Goal of the exercise – What lines below contain the string "ProfileOverrides"? List them all.
(Raw data Opens)
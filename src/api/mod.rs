//! The narrow contract between the kafka core and the layer that serves it.
//!
//! The boundary extracts the bearer token, turns an optional wire profile
//! into a [`ConnectionProfile`] and renders results as JSON envelopes.
pub mod auth;
pub mod response;

use crate::conf::{ConnectionProfile, KnepConfigError, ProfileOverrides};

/// Merge a caller-supplied profile over the default one. `None` when the
/// caller sent none, so the operation falls back to the default itself.
pub fn caller_profile(
    overrides: Option<&ProfileOverrides>,
    default: &ConnectionProfile,
) -> Option<ConnectionProfile> {
    overrides.map(|overrides| overrides.merge_over(default))
}

/// Same as [`caller_profile`], for operations that need an explicit profile.
pub fn require_profile(
    overrides: Option<&ProfileOverrides>,
    default: &ConnectionProfile,
) -> Result<ConnectionProfile, KnepConfigError> {
    caller_profile(overrides, default).ok_or(KnepConfigError::MissingProfile)
}

#[cfg(test)]
mod tests {
    use super::*;

    #[test]
    fn profile_is_merged_over_the_default() {
        let overrides = ProfileOverrides {
            client_id: Some("test-client".into()),
            ..ProfileOverrides::default()
        };
        let profile = caller_profile(Some(&overrides), &ConnectionProfile::default()).unwrap();
        assert_eq!(profile.client_id, "test-client");
        assert_eq!(profile.bootstrap_addresses, vec!["localhost:19092"]);

        assert!(caller_profile(None, &ConnectionProfile::default()).is_none());
        assert!(matches!(
            require_profile(None, &ConnectionProfile::default()),
            Err(KnepConfigError::MissingProfile)
        ));
    }
}
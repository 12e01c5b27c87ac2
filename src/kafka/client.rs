//! Ephemeral, per-request kafka client handles.
//!
//! A handle belongs to exactly one caller and one operation. Handles are
//! never pooled: each carries the bearer token of a distinct caller, and
//! sharing one would let a request act under someone else's identity.
use crate::kafka::{
    base::KafkaGatewayError,
    credentials::{BrokerClientConfig, GatewayClientContext},
};

use std::time::Duration;

use rdkafka::{
    admin::AdminClient, consumer::StreamConsumer, error::KafkaResult,
    producer::FutureProducer,
};
use tracing::{debug, instrument};

/// Build a handle for `config`. No connection is attempted.
pub fn create_client(config: BrokerClientConfig) -> ClientHandle {
    ClientHandle { config }
}

/// A handle from which one session of a given role can be opened.
///
/// Opening a session is where librdkafka starts talking to the brokers; the
/// owning operation must hand the session to [`release`] on every exit path.
#[derive(Debug)]
pub struct ClientHandle {
    config: BrokerClientConfig,
}

impl ClientHandle {
    pub(crate) fn admin(&self) -> KafkaResult<AdminClient<GatewayClientContext>> {
        self.config
            .to_client_config()
            .create_with_context(self.config.context())
    }

    pub(crate) fn consumer(
        &self,
        group_id: &str,
    ) -> KafkaResult<StreamConsumer<GatewayClientContext>> {
        let mut client_config = self.config.to_client_config();
        client_config
            .set("group.id", group_id)
            .set("auto.offset.reset", "earliest")
            // offsets are never committed: every fetch replays from the start
            .set("enable.auto.commit", "false")
            .set("enable.auto.offset.store", "false")
            .set("enable.partition.eof", "false")
            .set("session.timeout.ms", "6000");
        client_config.create_with_context(self.config.context())
    }

    pub(crate) fn producer(
        &self,
        message_timeout: Duration,
    ) -> KafkaResult<FutureProducer<GatewayClientContext>> {
        let mut client_config = self.config.to_client_config();
        client_config
            .set("message.timeout.ms", message_timeout.as_millis().to_string())
            .set("acks", "all")
            .set("linger.ms", "0");
        client_config.create_with_context(self.config.context())
    }
}

/// Disconnect a session.
///
/// Dropping a librdkafka client blocks until its threads have shut down and,
/// for a consumer, until it has left its group, so the drop runs on the
/// blocking pool. Returns once the session is gone.
#[instrument(skip(session))]
pub(crate) async fn release<S>(session: S, role: &'static str) -> Result<(), KafkaGatewayError>
where
    S: Send + 'static,
{
    tokio::task::spawn_blocking(move || drop(session)).await?;
    debug!("session released");
    Ok(())
}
(Raw data Closes)
Exercise solution –
use crate::conf::{ConnectionProfile, KnepConfigError, ProfileOverrides};
    overrides: Option<&ProfileOverrides>,
    overrides: Option<&ProfileOverrides>,
        let overrides = ProfileOverrides {
            ..ProfileOverrides::default()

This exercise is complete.